Donor-derived cell-free DNA (dd-cfDNA) has recently been introduced as a novel marker of acute cellular and antibody mediated rejection. We hypothesized that levels of dd-cfDNA would correlate with markers of chronic inflammation and angiogenesis in a stable post-transplant population. 65 heart transplant recipients who were 8.5±5.4 years post transplant were enrolled at routine clinic visits. Exclusion criteria for the study were episodes of rejection within 6 months or recent infection.
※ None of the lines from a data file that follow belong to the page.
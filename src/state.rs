//! Import state threaded through the passes

use crate::pattern::{PairedNote, QuantizedNote, RawTimedEvent};
use serde::{Deserialize, Serialize};

/// Fields read from the `MThd` chunk
#[derive(Debug, Clone, Copy, PartialEq, Eq, Serialize, Deserialize)]
pub struct SmfHeader {
    /// 0, 1 or 2; not interpreted
    pub format: u16,
    /// Number of `MTrk` chunks declared
    pub track_count: u16,
    /// Resolution after substituting the default for a zero division
    pub ticks_per_quarter: u16,
}

/// Per-track parse summary
#[derive(Debug, Clone, PartialEq, Eq, Serialize, Deserialize)]
pub struct TrackSummary {
    pub index: usize,
    /// Chunk length as declared in the file
    pub declared_length: u32,
    /// Paired notes accepted from this track
    pub note_count: usize,
    /// Channels carrying accepted notes, ascending
    pub channels: Vec<u8>,
    /// The last event ran past the declared chunk end
    pub truncated: bool,
}

/// Counts of recovered anomalies and intentional drops.
///
/// None of these affect whether the import succeeds.
#[derive(Debug, Clone, Default, PartialEq, Eq, Serialize, Deserialize)]
pub struct ImportDiagnostics {
    /// Note-Off with no pending onset for its (channel, pitch)
    pub orphan_releases: usize,
    /// Onsets still pending at the end of their track
    pub dangling_onsets: usize,
    /// Data byte where a status byte was required and none was running
    pub running_status_errors: usize,
    /// Status bytes skipped as unsupported
    pub unsupported_status_bytes: usize,
    /// Tracks whose last event ran past the declared chunk length
    pub truncated_tracks: usize,
    /// Note events ignored by the channel filter
    pub filtered_events: usize,
    /// Onsets dropped for belonging to the next bar
    pub dropped_out_of_window: usize,
    /// Notes shortened to stop at the next onset of their pitch
    pub clamped_durations: usize,
    /// Notes removed by same-step/same-pitch dedupe
    pub merged_duplicates: usize,
}

impl ImportDiagnostics {
    /// Anomalies in the byte stream that were skipped over
    pub fn stream_anomalies(&self) -> usize {
        self.running_status_errors + self.unsupported_status_bytes + self.truncated_tracks
    }

    /// Notes lost to pairing failures
    pub fn unpaired_events(&self) -> usize {
        self.orphan_releases + self.dangling_onsets
    }

    pub fn is_clean(&self) -> bool {
        self.stream_anomalies() == 0 && self.unpaired_events() == 0
    }

    pub fn log_summary(&self) {
        if self.stream_anomalies() > 0 {
            log::warn!(
                "Recovered from {} malformed stream positions ({} running status, {} unsupported status, {} truncated tracks)",
                self.stream_anomalies(),
                self.running_status_errors,
                self.unsupported_status_bytes,
                self.truncated_tracks
            );
        }
        if self.unpaired_events() > 0 {
            log::warn!(
                "Dropped {} unpaired note events ({} orphan releases, {} dangling onsets)",
                self.unpaired_events(),
                self.orphan_releases,
                self.dangling_onsets
            );
        }
        log::debug!(
            "filtered={} out_of_window={} clamped={} merged={}",
            self.filtered_events,
            self.dropped_out_of_window,
            self.clamped_durations,
            self.merged_duplicates
        );
    }
}

/// State for one import run
#[derive(Debug, Clone)]
pub struct ImportState<'a> {
    /// Raw file bytes
    pub data: &'a [u8],

    // Pass 0: structural parse
    pub header: Option<SmfHeader>,
    pub tracks: Vec<TrackSummary>,
    /// Onset and release boundaries of every paired note, by tick
    pub raw_events: Vec<RawTimedEvent>,
    /// Paired notes from all tracks, by onset tick
    pub paired_notes: Vec<PairedNote>,

    // Passes 1-3: quantization and collision resolution
    pub quantized: Vec<QuantizedNote>,

    pub diagnostics: ImportDiagnostics,
}

impl<'a> ImportState<'a> {
    pub fn new(data: &'a [u8]) -> Self {
        Self {
            data,
            header: None,
            tracks: Vec::new(),
            raw_events: Vec::new(),
            paired_notes: Vec::new(),
            quantized: Vec::new(),
            diagnostics: ImportDiagnostics::default(),
        }
    }

    /// Resolution from the header; zero until pass 0 has run
    pub fn ticks_per_quarter(&self) -> u16 {
        self.header.map(|h| h.ticks_per_quarter).unwrap_or(0)
    }
}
Peripheral blood protein expression of interluekin-6 (IL-6), interluekin-18 (IL-18), tumor necrosis factor-alpha (TNF-α), soluble Fas-ligand (sFASL), angiopoetin-2, vascular endothelial growth factor (VEGF) A, C and D and transforming growth factor alpha (TGF-α) was assessed using a multiplex immunoassay system (Bioplex®). Dd-cfDNA was measured using a targeted amplification, next generation-sequencing assay (AlloSure®; CareDx, Inc.). Patients were stratified for levels of dd-cfDNA % as low and high defined as above (≥0.14%) or below the mean (<0.14%). There were no significant differences in age (p 0.3), left ventricular ejection fraction (p 0.8), episodes of cellular or antibody mediated rejection (p 0.9) or time post transplant (0.3) between the groups. Levels of inflammatory and angiogenesis factors were also similar between the two groups (table 1). Inflammatory and angiogenesis cytokines are not associated with levels of dd-cfDNA in a stable post transplant population. Further studies of should investigate if temporal changes can predict adverse outcomes.